==== Provided data ====

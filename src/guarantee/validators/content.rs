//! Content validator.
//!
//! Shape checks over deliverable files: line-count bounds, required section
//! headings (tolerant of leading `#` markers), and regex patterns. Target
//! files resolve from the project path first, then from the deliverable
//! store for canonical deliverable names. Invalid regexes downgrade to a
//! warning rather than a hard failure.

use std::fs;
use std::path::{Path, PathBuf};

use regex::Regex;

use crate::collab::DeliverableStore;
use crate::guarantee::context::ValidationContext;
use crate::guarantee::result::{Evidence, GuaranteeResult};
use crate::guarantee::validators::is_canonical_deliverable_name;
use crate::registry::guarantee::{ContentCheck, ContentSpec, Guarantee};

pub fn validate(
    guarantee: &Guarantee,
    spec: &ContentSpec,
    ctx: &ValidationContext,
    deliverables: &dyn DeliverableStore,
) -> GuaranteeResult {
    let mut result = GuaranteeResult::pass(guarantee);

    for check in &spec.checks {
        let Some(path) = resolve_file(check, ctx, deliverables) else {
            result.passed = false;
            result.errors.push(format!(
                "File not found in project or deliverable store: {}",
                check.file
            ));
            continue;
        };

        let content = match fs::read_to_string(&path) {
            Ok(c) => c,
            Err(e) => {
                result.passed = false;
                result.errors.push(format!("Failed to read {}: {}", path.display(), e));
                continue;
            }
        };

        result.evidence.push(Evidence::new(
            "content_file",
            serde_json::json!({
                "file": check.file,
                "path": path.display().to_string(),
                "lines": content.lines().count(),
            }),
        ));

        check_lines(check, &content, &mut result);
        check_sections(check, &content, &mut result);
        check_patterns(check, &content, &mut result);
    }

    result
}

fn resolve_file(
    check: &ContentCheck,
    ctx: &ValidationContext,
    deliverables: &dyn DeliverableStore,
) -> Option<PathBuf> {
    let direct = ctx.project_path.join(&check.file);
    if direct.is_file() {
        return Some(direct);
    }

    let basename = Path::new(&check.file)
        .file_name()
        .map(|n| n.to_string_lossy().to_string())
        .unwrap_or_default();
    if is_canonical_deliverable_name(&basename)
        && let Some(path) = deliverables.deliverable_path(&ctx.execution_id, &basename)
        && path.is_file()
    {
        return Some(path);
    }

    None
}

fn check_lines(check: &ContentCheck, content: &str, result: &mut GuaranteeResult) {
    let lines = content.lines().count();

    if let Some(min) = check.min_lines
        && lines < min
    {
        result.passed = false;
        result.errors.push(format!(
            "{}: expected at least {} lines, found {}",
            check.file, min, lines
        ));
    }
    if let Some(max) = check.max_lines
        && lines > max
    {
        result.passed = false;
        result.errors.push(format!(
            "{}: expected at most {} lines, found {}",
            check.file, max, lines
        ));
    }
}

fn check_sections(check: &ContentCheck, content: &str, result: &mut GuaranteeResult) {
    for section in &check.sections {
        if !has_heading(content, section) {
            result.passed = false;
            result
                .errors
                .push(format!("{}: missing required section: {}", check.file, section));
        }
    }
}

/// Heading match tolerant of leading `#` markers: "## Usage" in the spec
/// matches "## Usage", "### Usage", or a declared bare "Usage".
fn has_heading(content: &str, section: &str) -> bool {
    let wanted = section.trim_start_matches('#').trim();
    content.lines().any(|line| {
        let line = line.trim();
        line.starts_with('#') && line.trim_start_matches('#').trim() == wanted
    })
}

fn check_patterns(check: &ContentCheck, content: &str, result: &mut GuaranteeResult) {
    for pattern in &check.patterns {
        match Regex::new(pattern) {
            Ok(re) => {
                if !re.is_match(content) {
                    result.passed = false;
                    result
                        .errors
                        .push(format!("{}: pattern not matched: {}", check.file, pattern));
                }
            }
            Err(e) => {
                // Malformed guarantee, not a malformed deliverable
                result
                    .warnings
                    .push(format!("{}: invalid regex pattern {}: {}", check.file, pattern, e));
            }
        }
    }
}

====
==== Provided data ====

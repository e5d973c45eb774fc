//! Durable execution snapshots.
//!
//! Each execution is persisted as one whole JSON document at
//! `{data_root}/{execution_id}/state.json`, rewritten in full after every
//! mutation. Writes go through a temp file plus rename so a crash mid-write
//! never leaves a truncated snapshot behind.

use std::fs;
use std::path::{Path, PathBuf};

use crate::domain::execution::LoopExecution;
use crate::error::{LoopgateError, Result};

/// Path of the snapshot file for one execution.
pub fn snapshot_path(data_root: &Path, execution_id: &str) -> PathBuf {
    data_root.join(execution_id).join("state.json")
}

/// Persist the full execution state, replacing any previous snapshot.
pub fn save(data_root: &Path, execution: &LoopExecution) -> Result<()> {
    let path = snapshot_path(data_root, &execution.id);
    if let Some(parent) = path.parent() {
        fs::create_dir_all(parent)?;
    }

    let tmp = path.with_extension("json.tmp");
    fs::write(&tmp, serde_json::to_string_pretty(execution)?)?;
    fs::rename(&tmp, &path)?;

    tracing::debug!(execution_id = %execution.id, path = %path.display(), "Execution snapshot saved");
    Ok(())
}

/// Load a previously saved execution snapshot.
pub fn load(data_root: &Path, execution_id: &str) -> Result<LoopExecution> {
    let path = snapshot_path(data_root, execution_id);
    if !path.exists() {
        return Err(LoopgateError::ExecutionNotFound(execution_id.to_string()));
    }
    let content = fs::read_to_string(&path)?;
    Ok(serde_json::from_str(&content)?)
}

====

* _Exercise_
Looking at the data above, give the number of lines that include "ContentCheck"; add nothing else.

* _Response to this exercise_
5